(Dataset records begins)
use std::collections::HashMap;

use color_quant::NeuQuant;

use crate::encode::sink::IndexedFrame;
use crate::foundation::error::{GlyphfxError, GlyphfxResult};
use crate::render::cpu::FrameRGBA;

/// Largest palette a frame may use.
pub const MAX_COLORS: usize = 256;

/// NeuQuant sampling factor: 1 is slowest and best, 30 fastest.
pub const SAMPLE_FACTOR: i32 = 10;

/// Reduce an opaque RGBA frame to a palette of at most [`MAX_COLORS`] entries and map every
/// pixel to its nearest entry.
///
/// Frames that already fit the palette are mapped exactly; others go through NeuQuant.
pub fn quantize(frame: &FrameRGBA, delay_ms: u32) -> GlyphfxResult<IndexedFrame> {
    let expected = frame.width as usize * frame.height as usize * 4;
    if frame.data.len() != expected || expected == 0 {
        return Err(GlyphfxError::encode(format!(
            "frame buffer is {} bytes, expected {expected} for {}x{}",
            frame.data.len(),
            frame.width,
            frame.height
        )));
    }

    if let Some((palette, indices)) = exact_palette(&frame.data) {
        return Ok(IndexedFrame {
            width: frame.width,
            height: frame.height,
            palette,
            indices,
            delay_ms,
        });
    }

    let nq = NeuQuant::new(SAMPLE_FACTOR, MAX_COLORS, &frame.data);
    let palette: Vec<[u8; 3]> = nq
        .color_map_rgb()
        .chunks_exact(3)
        .map(|c| [c[0], c[1], c[2]])
        .collect();

    // Antialiased frames still repeat most colors; look each one up once.
    let mut lookup: HashMap<[u8; 4], u8> = HashMap::new();
    let indices = frame
        .data
        .chunks_exact(4)
        .map(|px| {
            let key = [px[0], px[1], px[2], px[3]];
            *lookup
                .entry(key)
                .or_insert_with(|| nq.index_of(&key) as u8)
        })
        .collect();

    Ok(IndexedFrame {
        width: frame.width,
        height: frame.height,
        palette,
        indices,
        delay_ms,
    })
}

/// Lossless palette for frames with at most [`MAX_COLORS`] distinct colors.
fn exact_palette(data: &[u8]) -> Option<(Vec<[u8; 3]>, Vec<u8>)> {
    let mut lookup: HashMap<[u8; 4], u8> = HashMap::new();
    let mut palette = Vec::new();
    let mut indices = Vec::with_capacity(data.len() / 4);
    for px in data.chunks_exact(4) {
        let key = [px[0], px[1], px[2], px[3]];
        let idx = match lookup.get(&key) {
            Some(&i) => i,
            None => {
                if palette.len() == MAX_COLORS {
                    return None;
                }
                let i = palette.len() as u8;
                lookup.insert(key, i);
                palette.push([px[0], px[1], px[2]]);
                i
            }
        };
        indices.push(idx);
    }
    Some((palette, indices))
}

#[cfg(test)]
#[path = "../../tests/unit/encode/quantize.rs"]
mod tests;
use super::*;

#[test]
fn hsl_string_formats_trimmed_numbers() {
    assert_eq!(hsl_string(120.0, 100.0, 50.0), "hsl(120, 100%, 50%)");
    assert_eq!(hsl_string(33.333, 12.5, 0.0), "hsl(33.33, 12.5%, 0%)");
}

#[test]
fn parses_named_hex_and_functional_forms() {
    assert_eq!(parse_css_color("red"), Some(Rgba8::rgb(255, 0, 0)));
    assert_eq!(parse_css_color(" Black "), Some(Rgba8::rgb(0, 0, 0)));
    assert_eq!(parse_css_color("#0f0"), Some(Rgba8::rgb(0, 255, 0)));
    assert_eq!(parse_css_color("#336699"), Some(Rgba8::rgb(0x33, 0x66, 0x99)));
    assert_eq!(
        parse_css_color("#33669980"),
        Some(Rgba8::rgba(0x33, 0x66, 0x99, 0x80))
    );
    assert_eq!(
        parse_css_color("rgb(10, 20, 30)"),
        Some(Rgba8::rgb(10, 20, 30))
    );
    assert_eq!(
        parse_css_color("rgba(10,20,30,0.5)"),
        Some(Rgba8::rgba(10, 20, 30, 128))
    );
    assert_eq!(
        parse_css_color("hsl(120, 100%, 50%)"),
        Some(Rgba8::rgb(0, 255, 0))
    );
    assert_eq!(parse_css_color("hsl(0, 0%, 100%)"), Some(Rgba8::rgb(255, 255, 255)));
}

#[test]
fn rejects_none_and_garbage() {
    assert_eq!(parse_css_color("none"), None);
    assert_eq!(parse_css_color("#12"), None);
    assert_eq!(parse_css_color("#zzzzzz"), None);
    assert_eq!(parse_css_color("rgb(1, 2)"), None);
    assert_eq!(parse_css_color("hsl(a, b, c)"), None);
}

#[test]
fn hue_wraps_around() {
    let a = hsl_to_rgb(-120.0, 1.0, 0.5);
    let b = hsl_to_rgb(240.0, 1.0, 0.5);
    for i in 0..3 {
        assert!((a[i] - b[i]).abs() < 1e-12);
    }
}
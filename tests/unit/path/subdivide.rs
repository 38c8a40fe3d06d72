use super::*;
use crate::path::command::parse;

#[test]
fn line_split_in_two() {
    let out = subdivide(&parse("M0 0 L10 0"), 2);
    assert_eq!(
        out,
        vec![
            PathCommand::move_to(0.0, 0.0),
            PathCommand::line_to(5.0, 0.0),
            PathCommand::line_to(10.0, 0.0),
        ]
    );
}

#[test]
fn single_segment_yields_exactly_n_lines() {
    for text in ["M0 0 L10 3", "M1 1 Q5 9 9 1", "M0 0 C0 10 10 10 10 0", "m2 2 c0 5 5 5 5 0"] {
        for n in [1u32, 2, 3, 7, 16] {
            let out = subdivide(&parse(text), n);
            assert_eq!(out.len(), n as usize + 1, "{text} n={n}");
            assert_eq!(out[0].kind, CommandKind::Move);
            assert!(out[1..].iter().all(|c| c.kind == CommandKind::Line && !c.relative));
        }
    }
}

#[test]
fn curve_endpoint_is_preserved_exactly() {
    let out = subdivide(&parse("M0 0 C0 10 10 10 10 0"), 5);
    assert_eq!(out.last().unwrap(), &PathCommand::line_to(10.0, 0.0));
}

#[test]
fn relative_commands_resolve_against_running_point() {
    let out = subdivide(&parse("m5 5 l10 0 l0 10"), 1);
    assert_eq!(
        out,
        vec![
            PathCommand::move_to(5.0, 5.0),
            PathCommand::line_to(15.0, 5.0),
            PathCommand::line_to(15.0, 15.0),
        ]
    );
}

#[test]
fn close_resets_to_subpath_start() {
    let out = subdivide(&parse("M0 0 L10 0 Z l0 4"), 1);
    assert_eq!(out[2], PathCommand::close());
    assert_eq!(out[3], PathCommand::line_to(0.0, 4.0));
}

#[test]
fn other_kinds_pass_through_and_advance_the_pen() {
    let out = subdivide(&parse("M0 0 h10 l0 2"), 2);
    assert_eq!(out[1], PathCommand::rel(CommandKind::HorizontalLine, [10.0]));
    assert_eq!(out[2], PathCommand::line_to(10.0, 1.0));
    assert_eq!(out[3], PathCommand::line_to(10.0, 2.0));
}

#[test]
fn zero_is_clamped_to_one() {
    assert_eq!(subdivide(&parse("M0 0 L4 4"), 0).len(), 2);
}
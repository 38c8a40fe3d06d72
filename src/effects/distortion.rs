use crate::effects::model::{DistortionParams, WaveType};
use crate::foundation::core::Point;
use crate::foundation::math::period_fraction;
use crate::path::command::{CommandKind, PathCommand};
use crate::path::convert::absolutize;
use crate::path::sample::{line_tangent, normal};
use crate::path::subdivide::subdivide;
use crate::scene::model::{Outline, Scene};

/// Segments each source segment is split into before displacement.
pub const DISTORTION_SUBDIVISIONS: u32 = 8;

/// Evaluate the wave shape at `x` radians. Every shape has period `2π` and range `[-1, 1]`.
pub fn wave(kind: WaveType, x: f64) -> f64 {
    match kind {
        WaveType::Sine => x.sin(),
        WaveType::Saw => 2.0 * period_fraction(x) - 1.0,
        WaveType::Triangle => {
            let p = period_fraction(x);
            if p < 0.5 { 4.0 * p - 1.0 } else { 3.0 - 4.0 * p }
        }
    }
}

/// Ripple every outline along its normals.
pub fn distortion(scene: &Scene, params: &DistortionParams) -> Scene {
    scene.map_outlines(|o| Outline {
        commands: distort_commands(&o.commands, params),
        style: o.style.clone(),
    })
}

/// Flatten `commands` and displace every line vertex by
/// `amplitude * wave(frequency * arcLength + phase)` along the incoming segment's normal.
///
/// Arc length runs on across subpaths; moves and closes keep their positions.
pub fn distort_commands(commands: &[PathCommand], params: &DistortionParams) -> Vec<PathCommand> {
    let flat = subdivide(&absolutize(commands), DISTORTION_SUBDIVISIONS);
    let phase = params.phase.to_radians();
    let mut out = Vec::with_capacity(flat.len());
    let mut current = Point::ZERO;
    let mut start = Point::ZERO;
    let mut arc_length = 0.0;

    for cmd in flat {
        match cmd.kind {
            CommandKind::Move => {
                current = Point::new(cmd.operands[0], cmd.operands[1]);
                start = current;
                out.push(cmd);
            }
            CommandKind::Line => {
                let p = Point::new(cmd.operands[0], cmd.operands[1]);
                arc_length += (p - current).hypot();
                let n = normal(line_tangent(current, p));
                let d = params.amplitude
                    * wave(params.wave_type, params.frequency * arc_length + phase);
                let moved = p + n * d;
                out.push(PathCommand::line_to(moved.x, moved.y));
                current = p;
            }
            CommandKind::Close => {
                arc_length += (start - current).hypot();
                current = start;
                out.push(cmd);
            }
            _ => out.push(cmd),
        }
    }
    out
}

#[cfg(test)]
#[path = "../../tests/unit/effects/distortion.rs"]
mod tests;
use std::collections::BTreeMap;

use crate::animation::ease::Easing;
use crate::effects::model::{Effect, ParamSpec};
use crate::foundation::math::lerp;

/// Per-parameter animation settings.
#[derive(Clone, Debug, PartialEq, serde::Serialize, serde::Deserialize)]
#[serde(default, rename_all = "camelCase")]
pub struct AnimationConfig {
    /// Disabled animations hold `min`.
    pub enabled: bool,
    /// Value at progress 0.
    pub min: f64,
    /// Value at progress 1.
    pub max: f64,
    /// Cycles per second.
    pub speed: f64,
    /// Curve applied to progress.
    pub easing: Easing,
    /// Fold each cycle into min -> max -> min.
    pub ping_pong: bool,
}

impl Default for AnimationConfig {
    fn default() -> Self {
        Self {
            enabled: false,
            min: 0.0,
            max: 1.0,
            speed: 1.0,
            easing: Easing::Linear,
            ping_pong: true,
        }
    }
}

impl AnimationConfig {
    /// Enabled animation sweeping the full declared range of a parameter.
    pub fn for_spec(spec: &ParamSpec) -> Self {
        Self {
            enabled: true,
            min: spec.min,
            max: spec.max,
            ..Self::default()
        }
    }

    /// Copy with `min` and `max` clamped into the declared range of `spec`, swapped when
    /// `min > max`. Easing overshoot past `max` is left alone.
    pub fn bounded_by(&self, spec: &ParamSpec) -> Self {
        let (a, b) = (spec.clamp(self.min), spec.clamp(self.max));
        Self {
            min: a.min(b),
            max: a.max(b),
            ..self.clone()
        }
    }
}

/// Animation configs keyed by effect id, then by parameter name.
pub type EffectAnimations = BTreeMap<String, BTreeMap<String, AnimationConfig>>;

/// Sample `config` at `elapsed` seconds.
///
/// Disabled configs and configs with a non-positive or non-finite speed return `min`.
pub fn animated_value(config: &AnimationConfig, elapsed: f64) -> f64 {
    if !config.enabled || !config.speed.is_finite() || config.speed <= 0.0 {
        return config.min;
    }
    let elapsed = if elapsed.is_finite() { elapsed } else { 0.0 };

    let cycle = 1.0 / config.speed;
    let raw = elapsed.rem_euclid(cycle) / cycle;
    let progress = if !config.ping_pong {
        raw
    } else if raw < 0.5 {
        2.0 * raw
    } else {
        2.0 * (1.0 - raw)
    };
    lerp(config.min, config.max, config.easing.apply(progress))
}

/// Copy of `effects` with every enabled animation of a declared parameter substituted at time
/// `t`. `effects` is left untouched.
pub fn resolve_effects(effects: &[Effect], animations: &EffectAnimations, t: f64) -> Vec<Effect> {
    effects
        .iter()
        .map(|effect| {
            let mut out = effect.clone();
            if let Some(params) = animations.get(&effect.id) {
                for (name, config) in params {
                    if let Some(spec) = effect.kind().spec(name)
                        && config.enabled
                    {
                        out.params.set(name, animated_value(&config.bounded_by(spec), t));
                    }
                }
            }
            out
        })
        .collect()
}

/// Whether any config in the map is enabled.
pub fn any_enabled(animations: &EffectAnimations) -> bool {
    animations
        .values()
        .flat_map(BTreeMap::values)
        .any(|c| c.enabled)
}

/// Drop entries whose effect no longer exists or whose parameter the effect does not declare,
/// and bound the remaining ones by their parameter's declared range (see
/// [`AnimationConfig::bounded_by`]).
///
/// Returns the number of removed entries.
pub fn retain_declared(animations: &mut EffectAnimations, effects: &[Effect]) -> usize {
    let before: usize = animations.values().map(BTreeMap::len).sum();
    animations.retain(|id, params| {
        let Some(effect) = effects.iter().find(|e| &e.id == id) else {
            return false;
        };
        params.retain(|name, config| match effect.kind().spec(name) {
            Some(spec) => {
                *config = config.bounded_by(spec);
                true
            }
            None => false,
        });
        !params.is_empty()
    });
    let after: usize = animations.values().map(BTreeMap::len).sum();
    before - after
}

#[cfg(test)]
#[path = "../../tests/unit/animation/anim.rs"]
mod tests;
(Dataset records ends)
▶ _Task item_
From the entries above, return exactly the line containing "arc_length += (p", the line containing "arc_length += (start", and all lines between, and nothing else.

▶ _Result for this exercise_
                arc_length += (p - current).hypot();
                let n = normal(line_tangent(current, p));
                let d = params.amplitude
                    * wave(params.wave_type, params.frequency * arc_length + phase);
                let moved = p + n * d;
                out.push(PathCommand::line_to(moved.x, moved.y));
                current = p;
            }
            CommandKind::Close => {
                arc_length += (start - current).hypot();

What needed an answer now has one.